- **What is being asked**: Once you reach the line containing "async fn list_unfinished_skips_terminal_jobs()" in the entries below, write out that line and each one after it down to the line containing "assert_eq!(ids.len(), 2);", exactly and with nothing added.

Saved entries:
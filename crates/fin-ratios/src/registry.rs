//! Ratio registry for discovery and introspection.
//!
//! The registry holds the ratios the engine computes, in display order, and
//! supports grouping by category.

use crate::{Metric, Ratio, rows::CanonicalRow};
use derive_more::Display;
use serde::{Deserialize, Serialize};
use std::sync::Arc;

/// Ratio category; one axis of the composite score.
#[derive(Debug, Display, Clone, Copy, PartialEq, Eq, PartialOrd, Ord, Hash, Serialize, Deserialize)]
pub enum RatioCategory {
    /// Liquidity - ability to meet short-term obligations
    Liquidity,
    /// Efficiency - how well assets generate revenue
    Efficiency,
    /// Profitability - earnings relative to revenue, equity and assets
    Profitability,
    /// Solvency - reliance on debt financing
    Solvency,
}

impl RatioCategory {
    /// Every category in composite-axis order.
    pub const ALL: [Self; 4] = [
        Self::Liquidity,
        Self::Efficiency,
        Self::Profitability,
        Self::Solvency,
    ];
}

/// Metadata for ratio introspection.
#[derive(Debug, Clone, Serialize)]
pub struct RatioInfo {
    /// Metric produced
    pub metric: Metric,
    /// Ratio name (unique identifier)
    pub name: String,
    /// Human-readable description
    pub description: String,
    /// Formula as shown in reports
    pub formula: String,
    /// Ratio category
    pub category: RatioCategory,
    /// Canonical rows read
    pub required_rows: Vec<CanonicalRow>,
}

/// Registry of the ratios to compute, in display order.
#[derive(Debug, Clone, Default)]
pub struct RatioRegistry {
    ratios: Vec<Arc<dyn Ratio>>,
}

impl RatioRegistry {
    /// Create an empty registry.
    pub const fn new() -> Self {
        Self { ratios: Vec::new() }
    }

    /// Register the nine standard ratios.
    pub fn with_defaults() -> Self {
        let mut registry = Self::new();

        // Liquidity
        registry.register(Arc::new(crate::liquidity::CurrentRatio));
        registry.register(Arc::new(crate::liquidity::QuickRatio));

        // Efficiency
        registry.register(Arc::new(crate::efficiency::CurrentAssetTurnover));
        registry.register(Arc::new(crate::efficiency::TotalAssetTurnover));
        registry.register(Arc::new(crate::efficiency::DaysSalesOutstanding::default()));

        // Profitability and solvency, interleaved as in reports
        registry.register(Arc::new(crate::profitability::ProfitMargin));
        registry.register(Arc::new(crate::solvency::DebtRatio));
        registry.register(Arc::new(crate::profitability::ReturnOnEquity));
        registry.register(Arc::new(crate::profitability::BasicEarningPower));

        registry
    }

    /// Register a ratio, replacing any ratio producing the same metric.
    pub fn register(&mut self, ratio: Arc<dyn Ratio>) {
        match self.ratios.iter().position(|r| r.metric() == ratio.metric()) {
            Some(index) => self.ratios[index] = ratio,
            None => self.ratios.push(ratio),
        }
    }

    /// Get the ratio producing `metric`.
    pub fn get(&self, metric: Metric) -> Option<&dyn Ratio> {
        self.ratios
            .iter()
            .find(|r| r.metric() == metric)
            .map(|r| r.as_ref())
    }

    /// Get ratios by category.
    pub fn by_category(&self, category: RatioCategory) -> Vec<&dyn Ratio> {
        self.ratios
            .iter()
            .filter(|r| r.category() == category)
            .map(|r| r.as_ref())
            .collect()
    }

    /// Iterate ratios in display order.
    pub fn iter(&self) -> impl Iterator<Item = &dyn Ratio> + '_ {
        self.ratios.iter().map(|r| r.as_ref())
    }

    /// Get all ratio metadata.
    pub fn all_info(&self) -> Vec<RatioInfo> {
        self.iter()
            .map(|r| RatioInfo {
                metric: r.metric(),
                name: r.name().to_string(),
                description: r.description().to_string(),
                formula: r.formula().to_string(),
                category: r.category(),
                required_rows: r.required_rows().to_vec(),
            })
            .collect()
    }

    /// Number of registered ratios.
    pub fn len(&self) -> usize {
        self.ratios.len()
    }

    /// Whether the registry is empty.
    pub fn is_empty(&self) -> bool {
        self.ratios.is_empty()
    }
}
#[cfg(test)]
mod tests {
    use super::*;
    use crate::geo::Coordinate;
    use crate::scheduler::job::{FailureReason, JobError, JobStatus};
    use crate::scheduler::request::RouteRequest;
    use chrono::TimeDelta;

    fn job() -> Job {
        Job::new(
            RouteRequest::new(Coordinate::new(-75.059, -25.84), Coordinate::new(-67.764, -68.02)),
            "weddell",
        )
    }

    fn start() -> Transition {
        Transition::Start {
            worker: "w".to_string(),
            lease_expires_at: Utc::now() + TimeDelta::seconds(60),
        }
    }

    #[tokio::test]
    async fn create_and_get() {
        let store = MemoryJobStore::new();
        let job = store.create(job()).await.unwrap();
        let fetched = store.get(&job.id).await.unwrap().unwrap();
        assert_eq!(fetched.id, job.id);
        assert_eq!(fetched.status, JobStatus::Pending);
        assert!(store.get(&JobId::new()).await.unwrap().is_none());
    }

    #[tokio::test]
    async fn duplicate_create_fails() {
        let store = MemoryJobStore::new();
        let job = store.create(job()).await.unwrap();
        assert!(store.create(job).await.is_err());
        assert_eq!(store.len().await, 1);
    }

    #[tokio::test]
    async fn capacity_is_enforced() {
        let store = MemoryJobStore::with_capacity(1);
        store.create(job()).await.unwrap();
        let err = store.create(job()).await.unwrap_err();
        assert!(matches!(err, RouteError::StorageFailure(_)));
    }

    #[tokio::test]
    async fn update_unknown_job_is_not_found() {
        let store = MemoryJobStore::new();
        let err = store.update_status(&JobId::new(), 0, start()).await.unwrap_err();
        assert!(matches!(err, RouteError::JobNotFound(_)));
    }

    #[tokio::test]
    async fn conditional_update() {
        let store = MemoryJobStore::new();
        let job = store.create(job()).await.unwrap();

        let outcome = store.update_status(&job.id, 0, start()).await.unwrap();
        assert!(outcome.is_applied());

        // Second claim at the stale version is rejected.
        let outcome = store.update_status(&job.id, 0, start()).await.unwrap();
        assert!(!outcome.is_applied());
        assert_eq!(outcome.job().attempts, 1);
    }

    #[tokio::test]
    async fn list_by_fingerprint_and_mesh() {
        let store = MemoryJobStore::new();
        let a = store.create(job()).await.unwrap();
        let b = store.create(job()).await.unwrap();
        let other = store
            .create(Job::new(
                RouteRequest::new(Coordinate::new(78.9, 11.9), Coordinate::new(80.0, 20.0)),
                "arctic",
            ))
            .await
            .unwrap();

        let same = store.list_by_fingerprint(&a.fingerprint).await.unwrap();
        assert_eq!(same.len(), 2);
        assert!(same.iter().any(|j| j.id == b.id));

        assert_eq!(store.list_by_mesh("arctic").await.unwrap()[0].id, other.id);
        assert_eq!(store.list_by_mesh("weddell").await.unwrap().len(), 2);
    }

    #[tokio::test]
    async fn purge_removes_only_old_terminal_jobs() {
        let store = MemoryJobStore::new();
        let done = store.create(job()).await.unwrap();
        let pending = store.create(job()).await.unwrap();

        store.update_status(&done.id, 0, start()).await.unwrap();
        store
            .update_status(
                &done.id,
                1,
                Transition::Fail {
                    error: JobError::new(FailureReason::NoFeasibleRoute, "ice"),
                },
            )
            .await
            .unwrap();

        assert_eq!(store.purge_finished(Utc::now() - TimeDelta::hours(1)).await.unwrap(), 0);
        assert_eq!(store.purge_finished(Utc::now() + TimeDelta::seconds(1)).await.unwrap(), 1);

        assert!(store.get(&done.id).await.unwrap().is_none());
        assert!(store.get(&pending.id).await.unwrap().is_some());
        assert_eq!(store.list_by_fingerprint(&pending.fingerprint).await.unwrap().len(), 1);
    }

    #[tokio::test]
    async fn file_store_survives_reopen() {
        let dir = tempfile::tempdir().unwrap();
        let path = dir.path().join("jobs.json");

        let id = {
            let store = FileJobStore::open(&path).await.unwrap();
            let job = store.create(job()).await.unwrap();
            store.update_status(&job.id, 0, start()).await.unwrap();
            job.id
        };

        let reopened = FileJobStore::open(&path).await.unwrap();
        let job = reopened.get(&id).await.unwrap().unwrap();
        assert_eq!(job.status, JobStatus::Running);
        assert_eq!(job.attempts, 1);
        assert_eq!(job.version, 1);
        assert_eq!(reopened.list_by_fingerprint(&job.fingerprint).await.unwrap().len(), 1);
    }

    #[tokio::test]
    async fn list_unfinished_skips_terminal_jobs() {
        let store = MemoryJobStore::new();
        let pending = store.create(job()).await.unwrap();
        let running = store.create(job()).await.unwrap();
        let failed = store.create(job()).await.unwrap();

        store.update_status(&running.id, 0, start()).await.unwrap();
        store.update_status(&failed.id, 0, start()).await.unwrap();
        let fail = Transition::Fail {
            error: JobError::new(FailureReason::NoFeasibleRoute, "ice"),
        };
        store.update_status(&failed.id, 1, fail).await.unwrap();

        let ids: Vec<JobId> = store.list_unfinished().await.unwrap().iter().map(|j| j.id).collect();
        assert_eq!(ids.len(), 2);
        assert!(ids.contains(&pending.id));
        assert!(ids.contains(&running.id));
    }

    #[tokio::test]
    async fn failed_purge_write_keeps_jobs() {
        let dir = tempfile::tempdir().unwrap();
        let path = dir.path().join("jobs.json");
        let store = FileJobStore::open(&path).await.unwrap();
        let job = store.create(job()).await.unwrap();
        store.update_status(&job.id, 0, start()).await.unwrap();
        let fail = Transition::Fail {
            error: JobError::new(FailureReason::NoFeasibleRoute, "ice"),
        };
        store.update_status(&job.id, 1, fail).await.unwrap();

        // A directory in place of the snapshot makes the rename fail.
        std::fs::remove_file(&path).unwrap();
        std::fs::create_dir(&path).unwrap();
        std::fs::write(path.join("blocker"), b"x").unwrap();

        let cutoff = Utc::now() + TimeDelta::seconds(1);
        assert!(store.purge_finished(cutoff).await.is_err());
        assert!(store.get(&job.id).await.unwrap().is_some());
        assert_eq!(store.list_by_fingerprint(&job.fingerprint).await.unwrap().len(), 1);

        std::fs::remove_dir_all(&path).unwrap();
        assert_eq!(store.purge_finished(cutoff).await.unwrap(), 1);
        assert!(store.get(&job.id).await.unwrap().is_none());
    }
}
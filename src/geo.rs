//! Geographic primitives shared by mesh selection, deduplication and planning.

use serde::{Deserialize, Serialize};

/// Mean Earth radius in nautical miles.
const EARTH_RADIUS_NM: f64 = 3440.065;

/// A point in decimal degrees.
#[derive(Debug, Clone, Copy, PartialEq, Serialize, Deserialize)]
pub struct Coordinate {
    pub lat: f64,
    pub lon: f64,
}

impl Coordinate {
    pub fn new(lat: f64, lon: f64) -> Self {
        Self { lat, lon }
    }

    pub fn is_valid(&self) -> bool {
        self.lat.is_finite()
            && self.lon.is_finite()
            && (-90.0..=90.0).contains(&self.lat)
            && (-180.0..=180.0).contains(&self.lon)
    }

    /// Great-circle distance to `other` in nautical miles.
    pub fn distance_nm(&self, other: &Coordinate) -> f64 {
        let lat1 = self.lat.to_radians();
        let lat2 = other.lat.to_radians();
        let delta_lat = (other.lat - self.lat).to_radians();
        let delta_lon = (other.lon - self.lon).to_radians();

        let a = (delta_lat / 2.0).sin().powi(2)
            + lat1.cos() * lat2.cos() * (delta_lon / 2.0).sin().powi(2);
        let c = 2.0 * a.sqrt().min(1.0).asin();

        EARTH_RADIUS_NM * c
    }

    /// Point at `fraction` (0.0..=1.0) along the great circle towards `other`.
    pub fn interpolate(&self, other: &Coordinate, fraction: f64) -> Coordinate {
        let lat1 = self.lat.to_radians();
        let lon1 = self.lon.to_radians();
        let lat2 = other.lat.to_radians();
        let lon2 = other.lon.to_radians();

        let d = self.distance_nm(other) / EARTH_RADIUS_NM;
        if d.abs() < f64::EPSILON {
            return *self;
        }

        let a = ((1.0 - fraction) * d).sin() / d.sin();
        let b = (fraction * d).sin() / d.sin();
        let x = a * lat1.cos() * lon1.cos() + b * lat2.cos() * lon2.cos();
        let y = a * lat1.cos() * lon1.sin() + b * lat2.cos() * lon2.sin();
        let z = a * lat1.sin() + b * lat2.sin();

        Coordinate {
            lat: z.atan2((x * x + y * y).sqrt()).to_degrees(),
            lon: y.atan2(x).to_degrees(),
        }
    }
}

impl std::fmt::Display for Coordinate {
    fn fmt(&self, f: &mut std::fmt::Formatter<'_>) -> std::fmt::Result {
        write!(f, "({:.4}, {:.4})", self.lat, self.lon)
    }
}

/// Geographic coverage of a mesh. Edges are inclusive.
///
/// A box with `lon_min > lon_max` wraps across the antimeridian.
#[derive(Debug, Clone, Copy, PartialEq, Serialize, Deserialize)]
pub struct BoundingBox {
    pub lat_min: f64,
    pub lat_max: f64,
    pub lon_min: f64,
    pub lon_max: f64,
}

impl BoundingBox {
    pub fn new(lat_min: f64, lat_max: f64, lon_min: f64, lon_max: f64) -> Self {
        Self {
            lat_min,
            lat_max,
            lon_min,
            lon_max,
        }
    }

    pub fn wraps_antimeridian(&self) -> bool {
        self.lon_min > self.lon_max
    }

    pub fn contains(&self, point: &Coordinate) -> bool {
        if point.lat < self.lat_min || point.lat > self.lat_max {
            return false;
        }
        if self.wraps_antimeridian() {
            point.lon >= self.lon_min || point.lon <= self.lon_max
        } else {
            point.lon >= self.lon_min && point.lon <= self.lon_max
        }
    }

    /// Extent in square degrees, used to prefer tighter meshes.
    pub fn area(&self) -> f64 {
        let lon_span = if self.wraps_antimeridian() {
            360.0 - (self.lon_min - self.lon_max)
        } else {
            self.lon_max - self.lon_min
        };
        (self.lat_max - self.lat_min) * lon_span
    }
}
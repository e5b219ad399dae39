//! Route computation workers.
//!
//! # Components
//!
//! - [`planner`]: the [`RouteComputer`] contract and the reference
//!   [`GreatCirclePlanner`]
//! - [`RouteExecutor`]: runs a computation on the blocking pool under a timeout
//! - [`WorkerPool`]: workers that claim queued jobs and drive them to a
//!   terminal state
//!
//! # Execution Flow
//!
//! 1. A worker claims a delivery from the [`WorkQueue`](crate::scheduler::WorkQueue)
//! 2. The job is moved to `RUNNING` with a lease matching the delivery deadline
//! 3. The job's mesh is pinned through the [`MeshRegistry`](crate::mesh::MeshRegistry)
//! 4. [`RouteExecutor::execute`] runs the planner and classifies the outcome
//! 5. The outcome is written back with a version-checked transition and the
//!    delivery is acknowledged

pub mod executor;
pub mod planner;
pub mod pool;

pub use executor::{ExecutionOutcome, RouteExecutor};
pub use planner::{ComputeError, GreatCirclePlanner, Route, RouteComputer, RoutePoint};
pub use pool::{PoolStats, WorkerPool};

- **Solution for this problem**:
    async fn list_unfinished_skips_terminal_jobs() {
        let store = MemoryJobStore::new();
        let pending = store.create(job()).await.unwrap();
        let running = store.create(job()).await.unwrap();
        let failed = store.create(job()).await.unwrap();

        store.update_status(&running.id, 0, start()).await.unwrap();
        store.update_status(&failed.id, 0, start()).await.unwrap();
        let fail = Transition::Fail {
            error: JobError::new(FailureReason::NoFeasibleRoute, "ice"),
        };
        store.update_status(&failed.id, 1, fail).await.unwrap();

        let ids: Vec<JobId> = store.list_unfinished().await.unwrap().iter().map(|j| j.id).collect();
        assert_eq!(ids.len(), 2);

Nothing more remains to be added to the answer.